- _ASSIGNED TASK_
Please copy out every line in the entries that includes the word "mpsc".

- _SOURCE MATERIAL_

= Beginning of Section =

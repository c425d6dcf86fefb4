//! JSON-RPC 2.0 message model
//!
//! Messages are classified by which members are present rather than by a
//! tagged representation: a `method` makes a request (with `id`) or a
//! notification (without), an `id` without `method` makes a response.

use serde::{Deserialize, Serialize};
use serde_json::{Map, Value, json};

use crate::{JSONRPC_VERSION, ProtocolError, ProtocolResult};

/// Method not found
pub const METHOD_NOT_FOUND: i64 = -32601;
/// Invalid method parameters
pub const INVALID_PARAMS: i64 = -32602;
/// Internal error
pub const INTERNAL_ERROR: i64 = -32603;
/// The streaming software refused or failed the operation
pub const SOFTWARE_FAILURE: i64 = 0;

/// A single JSON-RPC message
#[derive(Debug, Clone, PartialEq)]
pub enum RpcMessage {
    Request {
        id: String,
        method: String,
        params: Value,
    },
    Notification {
        method: String,
        params: Option<Value>,
    },
    SuccessResponse {
        id: String,
        result: Value,
    },
    ErrorResponse {
        id: String,
        error: RpcErrorObject,
    },
}

/// The `error` member of an error response
#[derive(Debug, Clone, PartialEq, Serialize, Deserialize)]
pub struct RpcErrorObject {
    pub code: i64,
    #[serde(default)]
    pub message: String,
    #[serde(default, skip_serializing_if = "Option::is_none")]
    pub data: Option<Value>,
}

impl RpcErrorObject {
    pub fn new(code: i64, message: impl Into<String>) -> Self {
        Self {
            code,
            message: message.into(),
            data: None,
        }
    }

    pub fn method_not_found(method: &str) -> Self {
        Self::new(METHOD_NOT_FOUND, format!("Method not found: {method}"))
    }

    pub fn invalid_params(reason: impl std::fmt::Display) -> Self {
        Self::new(INVALID_PARAMS, format!("Invalid params: {reason}"))
    }

    pub fn software_failure(message: impl Into<String>) -> Self {
        Self::new(SOFTWARE_FAILURE, message)
    }

    /// Build from an arbitrary `error` value, keeping the raw value as data
    /// when it does not have the usual shape.
    fn from_value(value: Value) -> Self {
        match serde_json::from_value::<RpcErrorObject>(value.clone()) {
            Ok(error) => error,
            Err(_) => Self {
                code: SOFTWARE_FAILURE,
                message: value.to_string(),
                data: Some(value),
            },
        }
    }
}

impl std::fmt::Display for RpcErrorObject {
    fn fmt(&self, f: &mut std::fmt::Formatter<'_>) -> std::fmt::Result {
        write!(f, "{} (code {})", self.message, self.code)
    }
}

impl RpcMessage {
    pub fn request(id: impl Into<String>, method: impl Into<String>, params: Value) -> Self {
        Self::Request {
            id: id.into(),
            method: method.into(),
            params,
        }
    }

    pub fn notification(method: impl Into<String>, params: Option<Value>) -> Self {
        Self::Notification {
            method: method.into(),
            params,
        }
    }

    pub fn success(id: impl Into<String>, result: Value) -> Self {
        Self::SuccessResponse {
            id: id.into(),
            result,
        }
    }

    pub fn error(id: impl Into<String>, error: RpcErrorObject) -> Self {
        Self::ErrorResponse {
            id: id.into(),
            error,
        }
    }

    /// The method name for requests and notifications
    pub fn method(&self) -> Option<&str> {
        match self {
            Self::Request { method, .. } | Self::Notification { method, .. } => Some(method),
            _ => None,
        }
    }

    /// The id for requests and responses
    pub fn id(&self) -> Option<&str> {
        match self {
            Self::Request { id, .. }
            | Self::SuccessResponse { id, .. }
            | Self::ErrorResponse { id, .. } => Some(id),
            Self::Notification { .. } => None,
        }
    }

    pub fn to_value(&self) -> Value {
        match self {
            Self::Request { id, method, params } => json!({
                "jsonrpc": JSONRPC_VERSION,
                "id": id,
                "method": method,
                "params": params,
            }),
            Self::Notification { method, params } => {
                let mut obj = Map::new();
                obj.insert("jsonrpc".into(), JSONRPC_VERSION.into());
                obj.insert("method".into(), method.as_str().into());
                if let Some(params) = params {
                    obj.insert("params".into(), params.clone());
                }
                Value::Object(obj)
            }
            Self::SuccessResponse { id, result } => json!({
                "jsonrpc": JSONRPC_VERSION,
                "id": id,
                "result": result,
            }),
            Self::ErrorResponse { id, error } => json!({
                "jsonrpc": JSONRPC_VERSION,
                "id": id,
                "error": error,
            }),
        }
    }

    /// Serialize to the bytes carried in one encrypted frame
    pub fn to_vec(&self) -> Vec<u8> {
        self.to_value().to_string().into_bytes()
    }

    pub fn from_slice(data: &[u8]) -> ProtocolResult<Self> {
        let value: Value = serde_json::from_slice(data)?;
        Self::from_value(value)
    }

    pub fn from_value(value: Value) -> ProtocolResult<Self> {
        let Value::Object(mut obj) = value else {
            return Err(ProtocolError::InvalidShape("message is not an object"));
        };

        match obj.get("jsonrpc") {
            Some(Value::String(version)) if version == JSONRPC_VERSION => {}
            Some(other) => return Err(ProtocolError::InvalidVersion(other.to_string())),
            None => return Err(ProtocolError::InvalidVersion("missing".into())),
        }

        let id = obj.remove("id").map(parse_id).transpose()?;

        if let Some(method) = obj.remove("method") {
            let Value::String(method) = method else {
                return Err(ProtocolError::InvalidShape("method is not a string"));
            };
            let params = obj.remove("params");
            return Ok(match id {
                Some(id) => Self::Request {
                    id,
                    method,
                    params: params.unwrap_or(Value::Null),
                },
                None => Self::Notification { method, params },
            });
        }

        let Some(id) = id else {
            return Err(ProtocolError::InvalidShape("neither method nor id present"));
        };

        if let Some(result) = obj.remove("result") {
            return Ok(Self::SuccessResponse { id, result });
        }
        if let Some(error) = obj.remove("error") {
            return Ok(Self::ErrorResponse {
                id,
                error: RpcErrorObject::from_value(error),
            });
        }

        Err(ProtocolError::InvalidShape(
            "response has neither result nor error",
        ))
    }
}

/// Ids are strings on the wire; numeric ids from lenient peers are
/// accepted in their decimal form.
fn parse_id(value: Value) -> ProtocolResult<String> {
    match value {
        Value::String(id) if !id.is_empty() => Ok(id),
        Value::Number(n) => Ok(n.to_string()),
        other => Err(ProtocolError::InvalidId(other.to_string())),
    }
}
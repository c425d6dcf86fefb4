//! Crypto Session - Password-authenticated channels for Streaming Remote
//!
//! Provides the three-message handshake that turns a shared password into two
//! independent one-way encrypted streams:
//!
//! ```text
//! ClientHello  initiator -> responder  Salt ‖ BoxNonce ‖ Seal(PullSeedKey)
//! ServerHello  responder -> initiator  BoxNonce2 ‖ Seal(PushSeedKey ‖ AuthKey) ‖ PullHeader
//! ClientReady  initiator -> responder  PushHeader ‖ HMAC(PushHeader, AuthKey)
//! ```
//!
//! Everything here is sans-IO; the async driver lives in `net-transport`.

mod error;
mod handshake;
mod kdf;
mod mac;
mod messages;
mod secret_box;
mod stream;

pub use error::*;
pub use handshake::*;
pub use kdf::*;
pub use mac::*;
pub use messages::*;
pub use secret_box::*;
pub use stream::*;

/// Size of every symmetric key (256 bits / 32 bytes)
pub const KEY_SIZE: usize = 32;

/// Password hashing salt size (128 bits / 16 bytes)
pub const SALT_SIZE: usize = 16;

/// XChaCha20-Poly1305 nonce size used by the secret box (192 bits / 24 bytes)
pub const BOX_NONCE_SIZE: usize = 24;

/// Authentication tag size for both the secret box and stream frames (128 bits / 16 bytes)
pub const TAG_SIZE: usize = 16;

/// Public stream header size (192 bits / 24 bytes)
pub const STREAM_HEADER_SIZE: usize = 24;

/// Key confirmation MAC size (256 bits / 32 bytes)
pub const MAC_SIZE: usize = 32;
//! WebSocket client transport
//!
//! One binary WebSocket message carries one frame.

use bytes::Bytes;
use futures::{SinkExt, StreamExt};
use tokio::io::{AsyncRead, AsyncWrite};
use tokio::sync::mpsc;
use tokio_tungstenite::{WebSocketStream, connect_async, tungstenite::protocol::Message};
use tracing::{debug, info, warn};

use crate::{CHANNEL_CAPACITY, FramedConnection, TransportError, TransportResult};

/// Connect to a WebSocket endpoint such as `ws://127.0.0.1:9002`.
pub async fn connect_websocket(url: &str) -> TransportResult<FramedConnection> {
    info!("Connecting to WebSocket endpoint: {}", url);

    let (ws_stream, _) = connect_async(url)
        .await
        .map_err(|e| TransportError::ConnectionFailed(e.to_string()))?;

    debug!("WebSocket connected");
    Ok(framed_websocket(ws_stream))
}

/// Wrap an established WebSocket, spawning the task that does its I/O.
pub fn framed_websocket<S>(ws_stream: WebSocketStream<S>) -> FramedConnection
where
    S: AsyncRead + AsyncWrite + Unpin + Send + 'static,
{
    let (outgoing_tx, outgoing_rx) = mpsc::channel(CHANNEL_CAPACITY);
    let (incoming_tx, incoming_rx) = mpsc::channel(CHANNEL_CAPACITY);

    let handle = tokio::spawn(run_websocket(ws_stream, outgoing_rx, incoming_tx));

    FramedConnection::new(outgoing_tx, incoming_rx, Some(handle.abort_handle()))
}

async fn run_websocket<S>(
    ws_stream: WebSocketStream<S>,
    mut outgoing: mpsc::Receiver<Bytes>,
    incoming: mpsc::Sender<Bytes>,
) where
    S: AsyncRead + AsyncWrite + Unpin,
{
    let (mut ws_tx, mut ws_rx) = ws_stream.split();

    loop {
        tokio::select! {
            // Outgoing: application -> peer
            frame = outgoing.recv() => match frame {
                Some(frame) => {
                    if let Err(e) = ws_tx.send(Message::Binary(frame)).await {
                        warn!("Failed to send WebSocket message: {}", e);
                        break;
                    }
                }
                None => {
                    let _ = ws_tx.close().await;
                    break;
                }
            },

            // Incoming: peer -> application
            msg = ws_rx.next() => match msg {
                Some(Ok(Message::Binary(data))) => {
                    if incoming.send(data).await.is_err() {
                        break;
                    }
                }
                Some(Ok(Message::Text(_))) => {
                    warn!("Unexpected text WebSocket message, closing");
                    break;
                }
                Some(Ok(Message::Close(_))) | None => {
                    debug!("WebSocket closed by peer");
                    break;
                }
                Some(Ok(_)) => {} // ping/pong and raw frames
                Some(Err(e)) => {
                    warn!("WebSocket receive error: {}", e);
                    break;
                }
            },
        }
    }

    debug!("WebSocket connection task ended");
}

= End of Section =

- _RESULT BELOW_
use tokio::sync::mpsc;
    let (outgoing_tx, outgoing_rx) = mpsc::channel(CHANNEL_CAPACITY);
    let (incoming_tx, incoming_rx) = mpsc::channel(CHANNEL_CAPACITY);
    mut outgoing: mpsc::Receiver<Bytes>,
    incoming: mpsc::Sender<Bytes>,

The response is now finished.